Can you give an example of an RAII guard that would be created using Default::default()
? I mean, hypothetically someone might do this but I think @Nemo157 is right in pointing out that it would be weird to not at least write MyIoPerformingGuard::default()
(or more likely MyIoPerformingGuard::new(and_probably_some_argument_that_says_what_we_are_guarding)
)
Nonetheless, I'll concede that including default Default = ()
might be a bad idea - at least if it got used without raising a warning - though I think in practice it would be unlikely to cause problems.
I would say definitely not. If we only have a bound of FromIterator<B>
and not IntoIterator<Item = B>
then the type we need is one that collects values but never hands them back. ()
might make sense in this case if it implemented FromIterator<B>
, although it's not clear whether the code expects the iterator to be drained or not (which is why ()
doesn't implement FromIterator<Item = B>
). Once you add the IntoIterator<Item = B>
bound though, you now need a type which consumes a sequence of B
s and then produces a sequence of B
s.
That's a good point, though in this case NeverOutput<T>
doesn't implement Default
so it would be fine. Maybe @HeroicKatora is right and we shouldn't be able to override less-specific default type declarations with more specific ones.

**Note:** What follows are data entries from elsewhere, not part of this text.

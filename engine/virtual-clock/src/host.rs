//! Ambient binding environment that a clock can be installed into
//!
//! A [`Host`] models a global scope: named own bindings plus an optional
//! prototype host whose bindings are visible through inheritance.
//! Application code reaches timers and dates through the host, so whatever
//! binding is current (native or faked) receives the call.

use std::cell::RefCell;
use std::collections::HashMap;
use std::fmt;
use std::rc::Rc;
use std::str::FromStr;

use serde::{Deserialize, Serialize};
use serde_json::Value;

use crate::clock::Clock;
use crate::date::{Date, DateArgs, DateComponents, DateFactory, FnDate};
use crate::duration::TickAmount;
use crate::error::ClockError;
use crate::job::{Callback, Delay, Millis, TimerId};

/// Names of the bindings a clock knows how to fake
#[derive(Clone, Copy, Debug, PartialEq, Eq, Hash, Serialize, Deserialize)]
pub enum BindingName {
    #[serde(rename = "setTimeout")]
    SetTimeout,
    #[serde(rename = "clearTimeout")]
    ClearTimeout,
    #[serde(rename = "setInterval")]
    SetInterval,
    #[serde(rename = "clearInterval")]
    ClearInterval,
    #[serde(rename = "setImmediate")]
    SetImmediate,
    #[serde(rename = "clearImmediate")]
    ClearImmediate,
    #[serde(rename = "Date")]
    Date,
    #[serde(rename = "tick")]
    Tick,
}

impl BindingName {
    pub const ALL: [BindingName; 8] = [
        BindingName::SetTimeout,
        BindingName::ClearTimeout,
        BindingName::SetInterval,
        BindingName::ClearInterval,
        BindingName::SetImmediate,
        BindingName::ClearImmediate,
        BindingName::Date,
        BindingName::Tick,
    ];

    pub fn as_str(self) -> &'static str {
        match self {
            BindingName::SetTimeout => "setTimeout",
            BindingName::ClearTimeout => "clearTimeout",
            BindingName::SetInterval => "setInterval",
            BindingName::ClearInterval => "clearInterval",
            BindingName::SetImmediate => "setImmediate",
            BindingName::ClearImmediate => "clearImmediate",
            BindingName::Date => "Date",
            BindingName::Tick => "tick",
        }
    }
}

impl fmt::Display for BindingName {
    fn fmt(&self, f: &mut fmt::Formatter<'_>) -> fmt::Result {
        f.write_str(self.as_str())
    }
}

impl FromStr for BindingName {
    type Err = ClockError;

    fn from_str(s: &str) -> Result<Self, Self::Err> {
        BindingName::ALL
            .into_iter()
            .find(|name| name.as_str() == s)
            .ok_or_else(|| ClockError::InvalidArgument(format!("{s:?} is not a fakeable binding")))
    }
}

pub type ScheduleFn = dyn Fn(Option<Callback>, Delay, Vec<Value>) -> Result<TimerId, ClockError>;
pub type CancelFn = dyn Fn(Option<TimerId>);
pub type DateFn = dyn DateFactory;
pub type TickFn = dyn Fn(TickAmount) -> Result<Millis, ClockError>;

/// Callable shapes a binding can take
#[derive(Clone)]
pub enum BindingFn {
    Schedule(Rc<ScheduleFn>),
    Cancel(Rc<CancelFn>),
    Date(Rc<DateFn>),
    Tick(Rc<TickFn>),
}

impl BindingFn {
    fn data_ptr(&self) -> *const () {
        match self {
            BindingFn::Schedule(f) => Rc::as_ptr(f) as *const (),
            BindingFn::Cancel(f) => Rc::as_ptr(f) as *const (),
            BindingFn::Date(f) => Rc::as_ptr(f) as *const (),
            BindingFn::Tick(f) => Rc::as_ptr(f) as *const (),
        }
    }
}

/// A function value stored under a name in a host scope
#[derive(Clone)]
pub struct Binding {
    func: BindingFn,
    clock: Option<Clock>,
}

impl Binding {
    pub fn schedule<F>(f: F) -> Self
    where
        F: Fn(Option<Callback>, Delay, Vec<Value>) -> Result<TimerId, ClockError> + 'static,
    {
        Self { func: BindingFn::Schedule(Rc::new(f)), clock: None }
    }

    pub fn cancel<F>(f: F) -> Self
    where
        F: Fn(Option<TimerId>) + 'static,
    {
        Self { func: BindingFn::Cancel(Rc::new(f)), clock: None }
    }

    /// Date binding from a constructor function alone; `now` reads a fresh date
    pub fn date<F>(f: F) -> Self
    where
        F: Fn(DateArgs) -> Result<Date, ClockError> + 'static,
    {
        Self::date_factory(FnDate(f))
    }

    pub fn date_factory(factory: impl DateFactory + 'static) -> Self {
        Self { func: BindingFn::Date(Rc::new(factory)), clock: None }
    }

    pub fn tick<F>(f: F) -> Self
    where
        F: Fn(TickAmount) -> Result<Millis, ClockError> + 'static,
    {
        Self { func: BindingFn::Tick(Rc::new(f)), clock: None }
    }

    pub(crate) fn owned_by(mut self, clock: Clock) -> Self {
        self.clock = Some(clock);
        self
    }

    pub fn func(&self) -> &BindingFn {
        &self.func
    }

    /// Clock that installed this binding, if any
    pub fn clock(&self) -> Option<&Clock> {
        self.clock.as_ref()
    }

    /// Whether both bindings are the same function value
    pub fn ptr_eq(&self, other: &Binding) -> bool {
        self.func.data_ptr() == other.func.data_ptr()
    }
}

impl fmt::Debug for Binding {
    fn fmt(&self, f: &mut fmt::Formatter<'_>) -> fmt::Result {
        let shape = match self.func {
            BindingFn::Schedule(_) => "schedule",
            BindingFn::Cancel(_) => "cancel",
            BindingFn::Date(_) => "date",
            BindingFn::Tick(_) => "tick",
        };
        f.debug_struct("Binding").field("shape", &shape).field("clock", &self.clock).finish()
    }
}

#[derive(Default)]
struct Scope {
    own: HashMap<String, Binding>,
    prototype: Option<Host>,
}

/// Global scope of named bindings with optional inheritance
#[derive(Clone, Default)]
pub struct Host {
    scope: Rc<RefCell<Scope>>,
}

impl Host {
    pub fn new() -> Self {
        Self::default()
    }

    /// Host whose missing names resolve through `prototype`
    pub fn with_prototype(prototype: &Host) -> Self {
        let host = Self::new();
        host.scope.borrow_mut().prototype = Some(prototype.clone());
        host
    }

    pub fn prototype(&self) -> Option<Host> {
        self.scope.borrow().prototype.clone()
    }

    /// Resolve a name through own bindings, then the prototype chain
    pub fn get(&self, name: &str) -> Option<Binding> {
        let scope = self.scope.borrow();
        match scope.own.get(name) {
            Some(binding) => Some(binding.clone()),
            None => scope.prototype.as_ref().and_then(|proto| proto.get(name)),
        }
    }

    pub fn get_own(&self, name: &str) -> Option<Binding> {
        self.scope.borrow().own.get(name).cloned()
    }

    pub fn has_own(&self, name: &str) -> bool {
        self.scope.borrow().own.contains_key(name)
    }

    /// Whether the name resolves at all, own or inherited
    pub fn contains(&self, name: &str) -> bool {
        self.get(name).is_some()
    }

    pub fn define_own(&self, name: impl Into<String>, binding: Binding) -> Option<Binding> {
        self.scope.borrow_mut().own.insert(name.into(), binding)
    }

    pub fn delete_own(&self, name: &str) -> Option<Binding> {
        self.scope.borrow_mut().own.remove(name)
    }

    pub fn own_names(&self) -> Vec<String> {
        let mut names: Vec<String> = self.scope.borrow().own.keys().cloned().collect();
        names.sort();
        names
    }

    pub fn ptr_eq(&self, other: &Host) -> bool {
        Rc::ptr_eq(&self.scope, &other.scope)
    }

    fn resolve(&self, name: BindingName) -> Result<BindingFn, ClockError> {
        self.get(name.as_str())
            .map(|binding| binding.func)
            .ok_or_else(|| ClockError::UnknownBinding { name: name.to_string() })
    }

    /// Call a schedule-shaped binding by name
    pub fn call_schedule(
        &self,
        name: BindingName,
        callback: Option<Callback>,
        delay: Delay,
        args: Vec<Value>,
    ) -> Result<TimerId, ClockError> {
        match self.resolve(name)? {
            BindingFn::Schedule(f) => f(callback, delay, args),
            _ => Err(ClockError::UnknownBinding { name: name.to_string() }),
        }
    }

    /// Call a cancel-shaped binding by name
    pub fn call_cancel(&self, name: BindingName, id: Option<TimerId>) -> Result<(), ClockError> {
        match self.resolve(name)? {
            BindingFn::Cancel(f) => {
                f(id);
                Ok(())
            }
            _ => Err(ClockError::UnknownBinding { name: name.to_string() }),
        }
    }

    pub fn set_timeout(
        &self,
        callback: impl Into<Option<Callback>>,
        delay: impl Into<Delay>,
    ) -> Result<TimerId, ClockError> {
        self.call_schedule(BindingName::SetTimeout, callback.into(), delay.into(), Vec::new())
    }

    pub fn set_interval(
        &self,
        callback: impl Into<Option<Callback>>,
        period: impl Into<Delay>,
    ) -> Result<TimerId, ClockError> {
        self.call_schedule(BindingName::SetInterval, callback.into(), period.into(), Vec::new())
    }

    pub fn set_immediate(
        &self,
        callback: impl Into<Option<Callback>>,
    ) -> Result<TimerId, ClockError> {
        self.call_schedule(BindingName::SetImmediate, callback.into(), Delay::ZERO, Vec::new())
    }

    pub fn clear_timeout(&self, id: impl Into<Option<TimerId>>) -> Result<(), ClockError> {
        self.call_cancel(BindingName::ClearTimeout, id.into())
    }

    pub fn clear_interval(&self, id: impl Into<Option<TimerId>>) -> Result<(), ClockError> {
        self.call_cancel(BindingName::ClearInterval, id.into())
    }

    pub fn clear_immediate(&self, id: impl Into<Option<TimerId>>) -> Result<(), ClockError> {
        self.call_cancel(BindingName::ClearImmediate, id.into())
    }

    fn date(&self) -> Result<Rc<DateFn>, ClockError> {
        match self.resolve(BindingName::Date)? {
            BindingFn::Date(factory) => Ok(factory),
            _ => Err(ClockError::UnknownBinding { name: BindingName::Date.to_string() }),
        }
    }

    /// Construct a date through the current `Date` binding
    pub fn new_date(&self, args: impl Into<DateArgs>) -> Result<Date, ClockError> {
        self.date()?.create(args.into())
    }

    /// `Date.now` of the current binding, in epoch milliseconds
    pub fn date_now(&self) -> Result<i64, ClockError> {
        self.date()?.now()
    }

    pub fn date_parse(&self, text: &str) -> Result<i64, ClockError> {
        self.date()?.parse(text)
    }

    pub fn date_utc(&self, components: DateComponents) -> Result<i64, ClockError> {
        self.date()?.utc(components)
    }

    pub fn date_source_string(&self) -> Result<String, ClockError> {
        Ok(self.date()?.to_source_string())
    }

    /// Call the current `tick` binding
    pub fn tick(&self, amount: impl Into<TickAmount>) -> Result<Millis, ClockError> {
        match self.resolve(BindingName::Tick)? {
            BindingFn::Tick(f) => f(amount.into()),
            _ => Err(ClockError::UnknownBinding { name: BindingName::Tick.to_string() }),
        }
    }
}

impl fmt::Debug for Host {
    fn fmt(&self, f: &mut fmt::Formatter<'_>) -> fmt::Result {
        f.debug_struct("Host")
            .field("own", &self.own_names())
            .field("has_prototype", &self.scope.borrow().prototype.is_some())
            .finish()
    }
}

#[cfg(test)]
mod tests {
    use super::*;

    #[test]
    fn binding_names_round_trip_through_strings() {
        for name in BindingName::ALL {
            assert_eq!(name.as_str().parse::<BindingName>().unwrap(), name);
        }
        assert!(matches!("setTimer".parse::<BindingName>(), Err(ClockError::InvalidArgument(_))));
    }

    #[test]
    fn lookups_fall_back_to_the_prototype() {
        let proto = Host::new();
        let inherited = Binding::cancel(|_| {});
        proto.define_own("clearTimeout", inherited.clone());

        let host = Host::with_prototype(&proto);
        assert!(!host.has_own("clearTimeout"));
        assert!(host.contains("clearTimeout"));
        assert!(host.get("clearTimeout").unwrap().ptr_eq(&inherited));

        let shadow = Binding::cancel(|_| {});
        host.define_own("clearTimeout", shadow.clone());
        assert!(host.get("clearTimeout").unwrap().ptr_eq(&shadow));
        assert!(!shadow.ptr_eq(&inherited));

        host.delete_own("clearTimeout");
        assert!(host.get("clearTimeout").unwrap().ptr_eq(&inherited));
    }

    #[test]
    fn dispatch_reports_missing_or_mismatched_bindings() {
        let host = Host::new();
        let err = host.set_timeout(Callback::source(""), 10).unwrap_err();
        assert!(matches!(err, ClockError::UnknownBinding { ref name } if name == "setTimeout"));

        host.define_own("setTimeout", Binding::cancel(|_| {}));
        assert!(matches!(
            host.set_timeout(Callback::source(""), 10),
            Err(ClockError::UnknownBinding { .. })
        ));
    }
}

Yeah that is one of the main motivations of the RFC. An alternative solution would be if we somehow had !: Future<Output = T>
for all T
. Perhaps !
should be more magical and automatically implement (almost) all traits. Or perhaps there should be a way of writing trait impls which turn associated types into generic type arguments, something like:
// T not used on Future or !, just on the associated type.
impl<T> Future for ! {
type Output = T;
...
}
Writing <! as Future>::Output
would then produce a type variable, unifiable with anything. I don't know whether this completely breaks the type system though.